Background: No standard therapy exists for post-docetaxel castrate-resistant prostate cancer (CRPC) patients. This trial aimed to determine the safety and efficacy of pemetrexed in post-docetaxel CRPC patients.
Materials and methods: CRPC patients with progression after docetaxel (Taxotere) therapy received pemetrexed (500 mg/m2) i.v. every 3 weeks. The primary end point was prostate-specific antigen (PSA) response. A pharmacogenetic analysis of the reduced folate carrier-1 gene (RFC1) G80A polymorphism was also carried out.
Results: Forty-nine patients were enrolled: median age 68 years, median baseline PSA 72 ng/ml, and median Karnofsky performance status of 90. Grade 3 or 4 toxicity occurred in 20 (43%) and four patients (8%), respectively. Confirmed >50% PSA decline occurred in four patients (8%), stable PSA lasting at least 12 weeks in 10 patients (20%). A significant relationship was observed between time from prior docetaxel therapy and overall survival. Pharmacogenetic analyses of RFC1 G80A genotype frequencies showed no relationship between genotypes and clinical efficacy.
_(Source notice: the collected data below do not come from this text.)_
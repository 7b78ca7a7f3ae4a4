// This Source Code Form is subject to the terms of the Mozilla Public
// License, v. 2.0. If a copy of the MPL was not distributed with this
// file, You can obtain one at https://mozilla.org/MPL/2.0/.

//! Proxy substitution: replace schematic buildings with authored models.
//!
//! Cadastral data encodes some structures (pylons, wind turbines) as plain
//! buildings with a function code. Those look wrong when extruded, so they
//! are replaced by a placed, scaled reference to an authored model file.

use citygml_scene_graph::{Matrix4, Node, ProxyNode, TransformNode};
use citygml_scene_model::{CityObject, CityObjectType, Vector3};
use tracing::warn;

use crate::offset::center_and_direction;

/// One substitutable model variant, selected by measured height.
struct ProxyVariant {
    /// Lowest measured height this variant applies to.
    min_height: f64,
    /// Authored model file the host resolves and loads.
    model_file: &'static str,
    /// Height of the authored model at scale 1.0, in meters.
    reference_height: f64,
}

/// Substitution rule for one cadastral function code.
struct ProxyRule {
    function_code: &'static str,
    /// Variants ordered by descending `min_height`; first match wins.
    variants: &'static [ProxyVariant],
}

const PROXY_RULES: &[ProxyRule] = &[
    // Overhead power line pylons, three sizes.
    ProxyRule {
        function_code: "51002_1251",
        variants: &[
            ProxyVariant {
                min_height: 30.0,
                model_file: "Freileitung.ive",
                reference_height: 31.0,
            },
            ProxyVariant {
                min_height: 15.0,
                model_file: "Freileitung20.ive",
                reference_height: 20.0,
            },
            ProxyVariant {
                min_height: f64::NEG_INFINITY,
                model_file: "FreileitungSmall.ive",
                reference_height: 10.0,
            },
        ],
    },
    // Wind turbines.
    ProxyRule {
        function_code: "51002_1220",
        variants: &[ProxyVariant {
            min_height: f64::NEG_INFINITY,
            model_file: "Windrad.ive",
            reference_height: 1.053,
        }],
    },
];

const FUNCTION_ATTRIBUTE: &str = "bldg:function";
const HEIGHT_ATTRIBUTE: &str = "bldg:measuredheight";

/// Try to substitute an authored proxy model for a building.
///
/// Applies only to `Building` objects whose function code matches a rule.
/// The proxy is scaled to the measured height, yawed to the object's facade
/// direction and anchored at its ground point, all relative to the global
/// offset. A matching building with a malformed height or no usable
/// geometry logs a warning and falls through to regular mesh conversion.
pub(crate) fn try_substitute(object: &CityObject, offset: &Vector3<f64>) -> Option<Node> {
    if object.object_type() != CityObjectType::Building {
        return None;
    }
    let function = object.attribute(FUNCTION_ATTRIBUTE)?;
    let rule = PROXY_RULES
        .iter()
        .find(|rule| rule.function_code == function)?;

    let height: f64 = match object.attribute(HEIGHT_ATTRIBUTE).map(str::parse) {
        Some(Ok(h)) => h,
        _ => {
            warn!(
                "building {} matches proxy function {function} but has no usable measured height",
                object.id()
            );
            return None;
        }
    };

    let Some(variant) = rule.variants.iter().find(|v| height >= v.min_height) else {
        return None;
    };

    let Some((position, direction)) = center_and_direction(object) else {
        warn!(
            "building {} matches proxy function {function} but has no ground geometry",
            object.id()
        );
        return None;
    };

    let scale = height / variant.reference_height;
    let yaw = direction.x.atan2(direction.y);

    let mut transform = TransformNode::new(object.id());
    transform.matrix = Matrix4::new_translation(&(position.coords - offset))
        * Matrix4::new_rotation(Vector3::z() * yaw)
        * Matrix4::new_scaling(scale);
    transform
        .children
        .push(Node::Proxy(ProxyNode::new(variant.model_file)));

    Some(Node::Transform(transform))
}
// This Source Code Form is subject to the terms of the Mozilla Public
// License, v. 2.0. If a copy of the MPL was not distributed with this
// file, You can obtain one at https://mozilla.org/MPL/2.0/.

use std::path::PathBuf;

use thiserror::Error;

/// Result type for import operations
pub type Result<T> = std::result::Result<T, Error>;

/// Errors that can occur during an import.
///
/// Unsupported extensions, missing files and empty models are *not* errors;
/// they are reported through [`ReadOutcome`](crate::reader::ReadOutcome) so
/// the host can try another handler. Texture failures are recovered locally
/// and never surface here.
#[derive(Error, Debug)]
pub enum Error {
    #[error("file not found: {path}")]
    FileNotFound { path: PathBuf },

    #[error("malformed option `{option}`: {reason}")]
    MalformedOption { option: String, reason: String },

    #[error("model loader error: {0}")]
    Loader(String),
}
Conclusions: Pemetrexed treatment of CRPC patients after docetaxel therapy was associated with only modest clinical activity. Further investigation of pemetrexed as a single agent in a nonenriched CRPC population is unlikely to add significant clinical benefit over that seen with traditional second-line chemotherapy agents such as mitoxantrone.